Database backups with Azure SQL Database are performed for you automatically, and you have no option to perform manual database backups. To protect your data and enable point-in-time restore services, SQL Database takes full backups every week, multiple differential backups every day, and log backups every five minutes. Backup files are stored in geo-redundant storage with read access (RA-GRS) to ensure backups’ availability for disaster recovery purposes. The first full backup is scheduled immediately after a database is created. After the first full backup, all backups are scheduled automatically and managed silently in the background. The exact timing of full and differential backups is determined by the system to balance overall load.

SQL Database provides a point-in-time restore self-service feature for all databases regardless of service tier, but with different restore points as follows:
 Basic: Any restore point within 7 days
 Standard: Any restore point within 14 days
 Premium: Any restore point within 35 days

Point-in-time restore (geo-restore) is built on top of the SQL Database automated backup system and enables you to restore an existing or deleted database to a new database as of a specified point in time. You can restore using the Azure portal, PowerShell, or the REST API. The walk-through below will demonstrate restoring a database to a point in time using the Azure portal.

When restoring an existing database, you can restore to the same logical server or to a different server. When restoring to the same server, you create a new database. Unlike SQL Server, you cannot restore over an existing database. As a result, you will have additional storage costs while both databases exist—unless you choose to delete the existing database before restoring from the backups.

Deleting a logical server also deletes all of its databases and their database backups, after which they cannot be restored regardless of the retention period discussed previously for the automated backups. To store data for longer than the period of time provided by your service tier, you will need to export data to a BACPAC file.

Source of Information : Migrating SQL Server Databases to Azure

SQL Server Managed Backup to Windows Azure


You can use SQL Server Managed Backup to Windows Azure and have SQL Server manage and automate SQL Server backups to Azure blob storage. With this option, you specify the blob storage location and the retention period and optionally customize backup at the database level. The maximum backup size is 12.8 TB. Managed backup supports point-in-time restore during the retention period. By default, managed backups are enabled at the instance level, with the same retention period for all databases (including newly added databases). You can change the retention period on an individual database, create a custom backup schedule, or disable managed backup for an individual database using Transact-SQL. You also have the option to encrypt the database backups for additional security.

Managed backup was introduced with SQL Server 2014, and the functionality increased substantially with SQL Server 2016. For the purposes of this ebook, I will focus on SQL Server 2016.

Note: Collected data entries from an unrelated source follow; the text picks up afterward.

//! Error-tolerant parser producing full-fidelity syntax trees.
//!
//! Every entry point returns a [`Parse`] for any input. Malformed text
//! yields missing and skipped tokens plus diagnostics, never a failure, and
//! the tree's text is always the input text.

use std::fmt::Write as _;

use sable_errors::Diagnostic;
use sable_yellow::{GreenNode, SyntaxKind, SyntaxNode, TextSize};

mod grammar;
mod lookahead;
mod options;
mod parser;
#[cfg(test)]
mod tests;

pub use options::{Feature, LanguageVersion, ParseOptions, SourceKind, UnknownLanguageVersion};

use crate::grammar::{exprs, items, skip_trailing, stmts, types};
use crate::parser::Parser;

/// The result of parsing: a green tree and the diagnostics found in it.
#[derive(Clone, Debug, PartialEq, Eq)]
pub struct Parse {
    green: GreenNode,
    offset: TextSize,
    errors: Vec<Diagnostic>,
}

impl Parse {
    /// Diagnostics are ordered by start; at the same start, the ones on
    /// missing tokens come before the ones on skipped and present tokens.
    fn new(green: GreenNode, offset: TextSize) -> Self {
        let root = SyntaxNode::new_root_at(&green, offset);
        let mut ranked = Vec::new();
        for token in root.tokens() {
            for skipped in token.skipped_tokens() {
                ranked.extend(skipped.diagnostics().iter().map(|diagnostic| (true, diagnostic)));
            }
            let present = !token.is_missing();
            ranked.extend(token.diagnostics().iter().map(|diagnostic| (present, diagnostic)));
        }
        ranked.sort_by_key(|&(present, diagnostic)| (diagnostic.range().start(), present));

        let errors = ranked.into_iter().map(|(_, diagnostic)| diagnostic.clone()).collect();
        Self { green, offset, errors }
    }

    pub fn green(&self) -> &GreenNode {
        &self.green
    }

    pub fn syntax(&self) -> SyntaxNode<'_> {
        SyntaxNode::new_root_at(&self.green, self.offset)
    }

    /// Diagnostics in source order, warnings included.
    pub fn errors(&self) -> &[Diagnostic] {
        &self.errors
    }

    pub fn has_errors(&self) -> bool {
        self.errors.iter().any(Diagnostic::is_error)
    }

    /// The tree outline followed by one line per diagnostic.
    pub fn debug_tree(&self) -> String {
        let mut buf = self.syntax().debug_dump();
        if !self.errors.is_empty() {
            buf.push_str("errors:\n");
            for error in &self.errors {
                let _ = writeln!(buf, "  {error}");
            }
        }
        buf
    }
}

pub fn parse_compilation_unit(text: &str, options: &ParseOptions) -> Parse {
    log::debug!("parsing compilation unit ({} bytes)", text.len());
    let mut p = Parser::new(text, options);
    items::compilation_unit(&mut p);
    Parse::new(p.build_tree(), start(text, options))
}

pub fn parse_statement(text: &str, options: &ParseOptions) -> Parse {
    log::debug!("parsing statement ({} bytes)", text.len());
    fragment(text, options, |p| {
        stmts::statement(p);
    })
}

pub fn parse_expression(text: &str, options: &ParseOptions) -> Parse {
    log::debug!("parsing expression ({} bytes)", text.len());
    fragment(text, options, |p| {
        exprs::expr(p);
    })
}

pub fn parse_type_name(text: &str, options: &ParseOptions) -> Parse {
    log::debug!("parsing type name ({} bytes)", text.len());
    fragment(text, options, |p| {
        types::ty(p);
    })
}

pub fn parse_member_declaration(text: &str, options: &ParseOptions) -> Parse {
    log::debug!("parsing member declaration ({} bytes)", text.len());
    fragment(text, options, |p| {
        items::member_declaration(p);
    })
}

/// Runs `rule` once and wraps its node, the leftovers and `EOF` in a
/// `FRAGMENT` root.
fn fragment(text: &str, options: &ParseOptions, rule: impl FnOnce(&mut Parser<'_>)) -> Parse {
    let mut p = Parser::new(text, options);
    let m = p.start();
    rule(&mut p);
    skip_trailing(&mut p);
    p.finish_eof();
    m.complete(&mut p, SyntaxKind::FRAGMENT);
    Parse::new(p.build_tree(), start(text, options))
}

fn start(text: &str, options: &ParseOptions) -> TextSize {
    sable_tokenizer::start_offset(text, options.offset)
}
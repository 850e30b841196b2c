//! Trivia pieces attached to tokens.

use std::fmt;

use text_size::TextSize;
use triomphe::ThinArc;

use crate::{GreenToken, SyntaxKind};

/// Kinds of textual trivia stored alongside tokens.
#[derive(Clone, Copy, Debug, Eq, Hash, PartialEq)]
pub enum TriviaPieceKind {
    Whitespace,
    EndOfLine,
    SingleLineComment,
    MultiLineComment,
    DocComment,
    PreprocessorDirective,
}

impl TriviaPieceKind {
    pub fn syntax_kind(self) -> SyntaxKind {
        match self {
            Self::Whitespace => SyntaxKind::WHITESPACE,
            Self::EndOfLine => SyntaxKind::END_OF_LINE,
            Self::SingleLineComment => SyntaxKind::LINE_COMMENT,
            Self::MultiLineComment => SyntaxKind::BLOCK_COMMENT,
            Self::DocComment => SyntaxKind::DOC_COMMENT,
            Self::PreprocessorDirective => SyntaxKind::PREPROCESSOR_DIRECTIVE,
        }
    }
}

/// Either a run of source text that carries no grammar, or a token the parser
/// could not place and kept for fidelity.
#[derive(Clone, Debug, Eq, PartialEq)]
pub enum TriviaPiece {
    Text { kind: TriviaPieceKind, text: Box<str> },
    Skipped(GreenToken),
}

impl TriviaPiece {
    pub fn new(kind: TriviaPieceKind, text: &str) -> Self {
        Self::Text { kind, text: text.into() }
    }

    pub fn kind(&self) -> SyntaxKind {
        match self {
            Self::Text { kind, .. } => kind.syntax_kind(),
            Self::Skipped(_) => SyntaxKind::SKIPPED_TOKEN,
        }
    }

    pub fn len(&self) -> TextSize {
        match self {
            Self::Text { text, .. } => TextSize::of(&**text),
            Self::Skipped(token) => token.full_len(),
        }
    }

    pub fn is_end_of_line(&self) -> bool {
        matches!(self, Self::Text { kind: TriviaPieceKind::EndOfLine, .. })
    }

    pub fn write_text(&self, buf: &mut String) {
        match self {
            Self::Text { text, .. } => buf.push_str(text),
            Self::Skipped(token) => token.write_full_text(buf),
        }
    }
}

/// An immutable, shareable run of trivia pieces with its total length.
#[derive(Clone, Default, Eq, PartialEq)]
pub struct GreenTrivia {
    ptr: Option<ThinArc<TextSize, TriviaPiece>>,
}

impl fmt::Debug for GreenTrivia {
    fn fmt(&self, f: &mut fmt::Formatter<'_>) -> fmt::Result {
        f.debug_struct("GreenTrivia")
            .field("pieces", &self.pieces())
            .field("total_len", &self.len())
            .finish()
    }
}

impl GreenTrivia {
    pub fn new(pieces: Vec<TriviaPiece>) -> Self {
        if pieces.is_empty() {
            return Self::empty();
        }

        let total_len = pieces.iter().map(TriviaPiece::len).sum();
        Self { ptr: Some(ThinArc::from_header_and_iter(total_len, pieces.into_iter())) }
    }

    pub const fn empty() -> Self {
        Self { ptr: None }
    }

    pub fn len(&self) -> TextSize {
        match self.ptr {
            None => TextSize::new(0),
            Some(ref ptr) => ptr.header.header,
        }
    }

    pub fn is_empty(&self) -> bool {
        self.pieces().is_empty()
    }

    pub fn pieces(&self) -> &[TriviaPiece] {
        match &self.ptr {
            None => &[],
            Some(ptr) => &ptr.slice,
        }
    }

    pub fn contains_end_of_line(&self) -> bool {
        self.pieces().iter().any(TriviaPiece::is_end_of_line)
    }

    /// Returns a trivia run holding `prefix` followed by `self`.
    pub fn prepend(&self, prefix: &[TriviaPiece]) -> Self {
        if prefix.is_empty() {
            return self.clone();
        }

        Self::new(prefix.iter().chain(self.pieces()).cloned().collect())
    }

    pub fn write_text(&self, buf: &mut String) {
        for piece in self.pieces() {
            piece.write_text(buf);
        }
    }
}

#[cfg(test)]
mod tests {
    use super::*;

    #[test]
    fn total_length_is_cached() {
        let trivia = GreenTrivia::new(vec![
            TriviaPiece::new(TriviaPieceKind::Whitespace, "  "),
            TriviaPiece::new(TriviaPieceKind::SingleLineComment, "// hi"),
            TriviaPiece::new(TriviaPieceKind::EndOfLine, "\n"),
        ]);

        assert_eq!(trivia.len(), TextSize::new(8));
        assert!(trivia.contains_end_of_line());

        let mut text = String::new();
        trivia.write_text(&mut text);
        assert_eq!(text, "  // hi\n");
    }

    #[test]
    fn empty_trivia_has_no_allocation() {
        let trivia = GreenTrivia::new(Vec::new());
        assert!(trivia.is_empty());
        assert_eq!(trivia, GreenTrivia::empty());
        assert_eq!(trivia.len(), TextSize::new(0));
    }
}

With SQL Server 2016, if you do not specify a custom schedule, the type of backups scheduled and the backup frequency is determined based on the workload of the database.
 A full database for a database is taken in the following instances:

  •  When managed backup is enabled for the first time
  •  Log growth since the last full backup is 1 GB or more
  •  One week has passed since the last full backup
  •  The log chain is broken, such as through a manual backup

 A transaction log backup is taken in the following instances:
  •  No log backup history can be found. This usually is true when SQL Server Managed Backup to Windows Azure is enabled for the first time.
  •  The transaction log space used is 5 MB or larger.
  •  The maximum time interval of two hours since the last log backup is reached.
  •  Anytime the transaction log backup is lagging behind a full database backup. The goal is to keep the log chain ahead of full backup.
To use SQL Server managed backup, you create the following prerequisites:
 Create an Azure storage account.
 Create a container within the storage account.
 Generate a Shared Access policy and apply the Shared Access Signature (SAS) token to the Azure blob container.
 Create a SQL Server credential based on the SAS token.

After satisfying these prerequisites, you use Transact-SQL to interact with SQL Server Managed Backup to Windows Azure. There are 13 system stored procedures and functions for enabling, configuring, and monitoring SQL Server Managed Backup to Windows Azure. System functions are used to retrieve existing configuration settings, parameter values, and backup file information. Each of these system stored procedures and functions provides code examples for you.
Extended events are used to surface errors and warnings. Alert mechanisms are enabled through SQL Agent jobs and SQL Server Policy-Based Management.

PowerShell cmdlets are also available to configure SQL Server Managed Backup to Windows Azure. SQL Server Management Studio supports restoring backups created by SQL Server Managed Backup to Windows Azure by using the Restore Database task.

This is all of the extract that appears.